[[ Given data open ]]

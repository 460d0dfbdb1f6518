//! JSON-file-backed key-value store.
//!
//! The file holds a single flat JSON object of string values. It is read
//! once on open and rewritten in full on every mutation, which matches the
//! write-through semantics of browser local storage.

use std::collections::BTreeMap;
use std::path::{Path, PathBuf};

use folio_types::error::{FolioError, Result};

use crate::KeyValueStore;

/// A key-value store persisted as a JSON object file.
#[derive(Debug)]
pub struct JsonFileStore {
    path: PathBuf,
    entries: BTreeMap<String, String>,
}

impl JsonFileStore {
    /// Open the store at `path`. A missing file yields an empty store; the
    /// file is created on the first write.
    pub fn open(path: impl Into<PathBuf>) -> Result<Self> {
        let path = path.into();
        let entries = if path.exists() {
            let text = std::fs::read_to_string(&path)?;
            if text.trim().is_empty() {
                BTreeMap::new()
            } else {
                parse_entries(&text)?
            }
        } else {
            BTreeMap::new()
        };
        log::debug!("Opened store {} ({} keys)", path.display(), entries.len());
        Ok(Self { path, entries })
    }

    /// Path of the backing file.
    pub fn path(&self) -> &Path {
        &self.path
    }

    fn flush(&self) -> Result<()> {
        if let Some(parent) = self.path.parent()
            && !parent.as_os_str().is_empty()
        {
            std::fs::create_dir_all(parent)?;
        }
        let text = serde_json::to_string_pretty(&self.entries)?;
        std::fs::write(&self.path, text)?;
        Ok(())
    }
}

/// Parse a flat JSON object, rejecting non-string values.
fn parse_entries(text: &str) -> Result<BTreeMap<String, String>> {
    let value: serde_json::Value = serde_json::from_str(text)?;
    let serde_json::Value::Object(map) = value else {
        return Err(FolioError::Store(
            "store file must contain a JSON object".to_string(),
        ));
    };
    let mut entries = BTreeMap::new();
    for (key, value) in map {
        match value {
            serde_json::Value::String(s) => {
                entries.insert(key, s);
            },
            other => {
                return Err(FolioError::Store(format!(
                    "value for '{key}' is not a string: {other}"
                )));
            },
        }
    }
    Ok(entries)
}

impl KeyValueStore for JsonFileStore {
    fn get(&self, key: &str) -> Result<Option<String>> {
        Ok(self.entries.get(key).cloned())
    }

    fn set(&mut self, key: &str, value: &str) -> Result<()> {
        self.entries.insert(key.to_string(), value.to_string());
        self.flush()
    }

    fn remove(&mut self, key: &str) -> Result<()> {
        if self.entries.remove(key).is_some() {
            self.flush()?;
        }
        Ok(())
    }

    fn keys(&self) -> Result<Vec<String>> {
        Ok(self.entries.keys().cloned().collect())
    }
}

#[cfg(test)]
mod tests {
    use super::*;

    #[test]
    fn missing_file_is_empty_store() {
        let dir = tempfile::tempdir().unwrap();
        let store = JsonFileStore::open(dir.path().join("prefs.json")).unwrap();
        assert!(store.keys().unwrap().is_empty());
        assert!(!store.path().exists());
    }

    #[test]
    fn write_survives_reopen() {
        let dir = tempfile::tempdir().unwrap();
        let path = dir.path().join("prefs.json");
        {
            let mut store = JsonFileStore::open(&path).unwrap();
            store.set("portfolio-view-mode", "normal").unwrap();
        }
        let store = JsonFileStore::open(&path).unwrap();
        assert_eq!(
            store.get("portfolio-view-mode").unwrap().as_deref(),
            Some("normal")
        );
    }

    #[test]
    fn creates_parent_directories() {
        let dir = tempfile::tempdir().unwrap();
        let path = dir.path().join("nested/deeper/prefs.json");
        let mut store = JsonFileStore::open(&path).unwrap();
        store.set("k", "v").unwrap();
        assert!(path.exists());
    }

    #[test]
    fn remove_persists() {
        let dir = tempfile::tempdir().unwrap();
        let path = dir.path().join("prefs.json");
        let mut store = JsonFileStore::open(&path).unwrap();
        store.set("a", "1").unwrap();
        store.set("b", "2").unwrap();
        store.remove("a").unwrap();
        let reopened = JsonFileStore::open(&path).unwrap();
        assert_eq!(reopened.keys().unwrap(), vec!["b"]);
    }

    #[test]
    fn empty_file_is_empty_store() {
        let dir = tempfile::tempdir().unwrap();
        let path = dir.path().join("prefs.json");
        std::fs::write(&path, "  \n").unwrap();
        let store = JsonFileStore::open(&path).unwrap();
        assert!(store.keys().unwrap().is_empty());
    }

    #[test]
    fn non_object_rejected() {
        let dir = tempfile::tempdir().unwrap();
        let path = dir.path().join("prefs.json");
        std::fs::write(&path, "[1, 2]").unwrap();
        let err = JsonFileStore::open(&path).unwrap_err();
        assert!(matches!(err, FolioError::Store(_)));
    }

    #[test]
    fn non_string_value_rejected() {
        let dir = tempfile::tempdir().unwrap();
        let path = dir.path().join("prefs.json");
        std::fs::write(&path, r#"{"portfolio-theme": 7}"#).unwrap();
        let err = JsonFileStore::open(&path).unwrap_err();
        assert!(format!("{err}").contains("portfolio-theme"));
    }

    #[test]
    fn malformed_json_is_json_error() {
        let dir = tempfile::tempdir().unwrap();
        let path = dir.path().join("prefs.json");
        std::fs::write(&path, "{not json").unwrap();
        let err = JsonFileStore::open(&path).unwrap_err();
        assert!(matches!(err, FolioError::Json(_)));
    }
}
//! Displayed history and the session command log.

use crate::output::CommandOutput;

/// Input label of the synthetic first entry.
pub const INIT_COMMAND: &str = "init";

/// One displayed (input, result) pair.
#[derive(Debug, Clone, PartialEq, Eq)]
pub struct HistoryEntry {
    pub input: String,
    /// `None` while the command's deferred phase is outstanding.
    pub result: Option<CommandOutput>,
}

impl HistoryEntry {
    pub fn new(input: impl Into<String>, result: CommandOutput) -> Self {
        Self {
            input: input.into(),
            result: Some(result),
        }
    }

    pub fn pending(input: impl Into<String>) -> Self {
        Self {
            input: input.into(),
            result: None,
        }
    }

    /// Whether this is the synthetic welcome entry.
    pub fn is_init(&self) -> bool {
        self.input == INIT_COMMAND
    }
}

/// Slot reserved for a pending result.
///
/// Carries the history generation it was created in, so a result arriving
/// after the history was replaced is discarded instead of landing on an
/// unrelated entry.
#[derive(Debug, Clone, Copy, PartialEq, Eq)]
pub struct Slot {
    generation: u64,
    index: usize,
}

/// Append-only display history, oldest first.
#[derive(Debug, Clone)]
pub struct History {
    entries: Vec<HistoryEntry>,
    welcome: CommandOutput,
    generation: u64,
}

impl History {
    /// Create a history holding only the init entry.
    pub fn new(welcome: CommandOutput) -> Self {
        Self {
            entries: vec![HistoryEntry::new(INIT_COMMAND, welcome.clone())],
            welcome,
            generation: 0,
        }
    }

    pub fn entries(&self) -> &[HistoryEntry] {
        &self.entries
    }

    pub fn len(&self) -> usize {
        self.entries.len()
    }

    pub fn is_empty(&self) -> bool {
        self.entries.is_empty()
    }

    pub fn last(&self) -> Option<&HistoryEntry> {
        self.entries.last()
    }

    /// Bumped every time the whole history is replaced.
    pub fn generation(&self) -> u64 {
        self.generation
    }

    /// Append a completed entry.
    pub fn push(&mut self, entry: HistoryEntry) {
        self.entries.push(entry);
    }

    /// Append an entry without a result and return its slot.
    pub fn push_pending(&mut self, input: impl Into<String>) -> Slot {
        self.entries.push(HistoryEntry::pending(input));
        Slot {
            generation: self.generation,
            index: self.entries.len() - 1,
        }
    }

    /// Attach `result` to a pending slot. Returns `false` if the slot is
    /// stale (the history was replaced since it was reserved).
    pub fn fill(&mut self, slot: Slot, result: CommandOutput) -> bool {
        if slot.generation != self.generation {
            return false;
        }
        match self.entries.get_mut(slot.index) {
            Some(entry) => {
                entry.result = Some(result);
                true
            },
            None => false,
        }
    }

    /// Replace everything with a single fresh init entry.
    pub fn reset(&mut self) {
        let init = HistoryEntry::new(INIT_COMMAND, self.welcome.clone());
        self.replace_with(init);
    }

    /// Replace everything with `entry`.
    pub fn replace_with(&mut self, entry: HistoryEntry) {
        self.entries.clear();
        self.entries.push(entry);
        self.generation += 1;
    }
}

/// Every command submitted this session, for the `history` command.
#[derive(Debug, Clone, Default)]
pub struct CommandLog {
    entries: Vec<String>,
}

impl CommandLog {
    pub fn new() -> Self {
        Self::default()
    }

    pub fn push(&mut self, line: impl Into<String>) {
        self.entries.push(line.into());
    }

    pub fn entries(&self) -> &[String] {
        &self.entries
    }

    pub fn len(&self) -> usize {
        self.entries.len()
    }

    pub fn is_empty(&self) -> bool {
        self.entries.is_empty()
    }
}

#[cfg(test)]
mod tests {
    use super::*;

    fn welcome() -> CommandOutput {
        CommandOutput::Welcome {
            name: "Sam".into(),
        }
    }

    #[test]
    fn starts_with_init() {
        let history = History::new(welcome());
        assert_eq!(history.len(), 1);
        assert!(history.entries()[0].is_init());
        assert_eq!(history.entries()[0].result, Some(welcome()));
    }

    #[test]
    fn pending_then_fill() {
        let mut history = History::new(welcome());
        let slot = history.push_pending("help");
        assert_eq!(history.last().unwrap().result, None);
        assert!(history.fill(slot, CommandOutput::Text("ok".into())));
        assert_eq!(
            history.last().unwrap().result,
            Some(CommandOutput::Text("ok".into()))
        );
    }

    #[test]
    fn reset_makes_slot_stale() {
        let mut history = History::new(welcome());
        let slot = history.push_pending("about");
        history.reset();
        assert!(!history.fill(slot, CommandOutput::Text("late".into())));
        assert_eq!(history.len(), 1);
        assert!(history.entries()[0].is_init());
        assert_eq!(history.entries()[0].result, Some(welcome()));
    }

    #[test]
    fn replace_with_bumps_generation() {
        let mut history = History::new(welcome());
        history.push(HistoryEntry::new("a", CommandOutput::Text("1".into())));
        let before = history.generation();
        history.replace_with(HistoryEntry::new("b", CommandOutput::Text("2".into())));
        assert_eq!(history.generation(), before + 1);
        assert_eq!(history.len(), 1);
        assert_eq!(history.entries()[0].input, "b");
    }

    #[test]
    fn reset_after_many_entries() {
        let mut history = History::new(welcome());
        for i in 0..50 {
            history.push(HistoryEntry::new(format!("cmd{i}"), CommandOutput::Text(String::new())));
        }
        history.reset();
        assert_eq!(history.len(), 1);
        assert!(history.entries()[0].is_init());
    }

    #[test]
    fn command_log_appends_in_order() {
        let mut log = CommandLog::new();
        assert!(log.is_empty());
        log.push("help");
        log.push("about");
        assert_eq!(log.entries(), &["help".to_string(), "about".to_string()]);
        assert_eq!(log.len(), 2);
    }
}
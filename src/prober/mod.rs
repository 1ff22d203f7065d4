//! Prober module for checking disallowed paths
//!
//! This module contains the probing logic, including:
//! - HTTP fetching through the [`Transport`] seam
//! - Title extraction from HTML responses
//! - The sequential probe loop over every disallowed path
//!
//! Paths are probed one at a time, in robots.txt order, with no delay
//! between requests and no parallel dispatch.

mod fetcher;
mod parser;
mod result;

pub use fetcher::{build_http_client, HttpResponse, ReqwestTransport, Transport};
pub use parser::{extract_title, title_for};
pub use result::{PageTitle, ProbeResult};

use crate::output::Reporter;
use crate::robots::DisallowedPath;
use crate::url::Origin;
use crate::TransportError;
use url::Url;

/// Counters for one pass over the disallowed paths
#[derive(Debug, Clone, Copy, Default, PartialEq, Eq)]
pub struct ProbeOutcome {
    /// Paths that produced a result line
    pub probed: usize,

    /// Paths skipped after a failure
    pub failed: usize,
}

/// Probes a single resolved URL
///
/// # Returns
///
/// * `Ok(ProbeResult)` - A response arrived, whatever its status
/// * `Err(TransportError)` - No response arrived
pub async fn probe_url<T: Transport>(
    transport: &T,
    url: Url,
) -> Result<ProbeResult, TransportError> {
    let response = transport.get(&url).await?;
    let title = title_for(response.status, &response.body);

    Ok(ProbeResult {
        url,
        status_code: response.status,
        title,
    })
}

/// Probes every path in order and reports each outcome
///
/// A transport failure is reported as an `[ERROR]` line and that path is
/// skipped; the loop always continues with the next path.
///
/// # Arguments
///
/// * `transport` - The transport shared by the whole run
/// * `origin` - Base every path is resolved against
/// * `paths` - Disallowed paths in robots.txt order
/// * `reporter` - Destination of the report lines
///
/// # Returns
///
/// * `Ok(ProbeOutcome)` - All paths were processed
/// * `Err(ProbeError)` - The report could not be written
pub async fn probe_paths<T, R>(
    transport: &T,
    origin: &Origin,
    paths: &[DisallowedPath],
    reporter: &mut R,
) -> crate::Result<ProbeOutcome>
where
    T: Transport,
    R: Reporter,
{
    let mut outcome = ProbeOutcome::default();

    for path in paths {
        let url = match origin.resolve(path.as_str()) {
            Ok(url) => url,
            Err(e) => {
                tracing::warn!("Cannot resolve {}: {}", path, e);
                reporter.error(&format!("Failed to fetch {}: {}", path, e))?;
                outcome.failed += 1;
                continue;
            }
        };

        match probe_url(transport, url.clone()).await {
            Ok(result) => {
                reporter.result(&result)?;
                outcome.probed += 1;
            }
            Err(e) => {
                tracing::warn!("Probe of {} failed: {}", url, e);
                reporter.error(&format!("Failed to fetch {}: {}", url, e))?;
                outcome.failed += 1;
            }
        }
    }

    Ok(outcome)
}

[[ Given data closed ]]

**Task instructions:** Take the line above containing "let text = serde_json::to_string_pretty(&self.entries)?;", the line containing "for (key, value)", and all lines in between, and copy them exactly without anything else.

**Completed task:**
        let text = serde_json::to_string_pretty(&self.entries)?;
        std::fs::write(&self.path, text)?;
        Ok(())
    }
}

/// Parse a flat JSON object, rejecting non-string values.
fn parse_entries(text: &str) -> Result<BTreeMap<String, String>> {
    let value: serde_json::Value = serde_json::from_str(text)?;
    let serde_json::Value::Object(map) = value else {
        return Err(FolioError::Store(
            "store file must contain a JSON object".to_string(),
        ));
    };
    let mut entries = BTreeMap::new();
    for (key, value) in map {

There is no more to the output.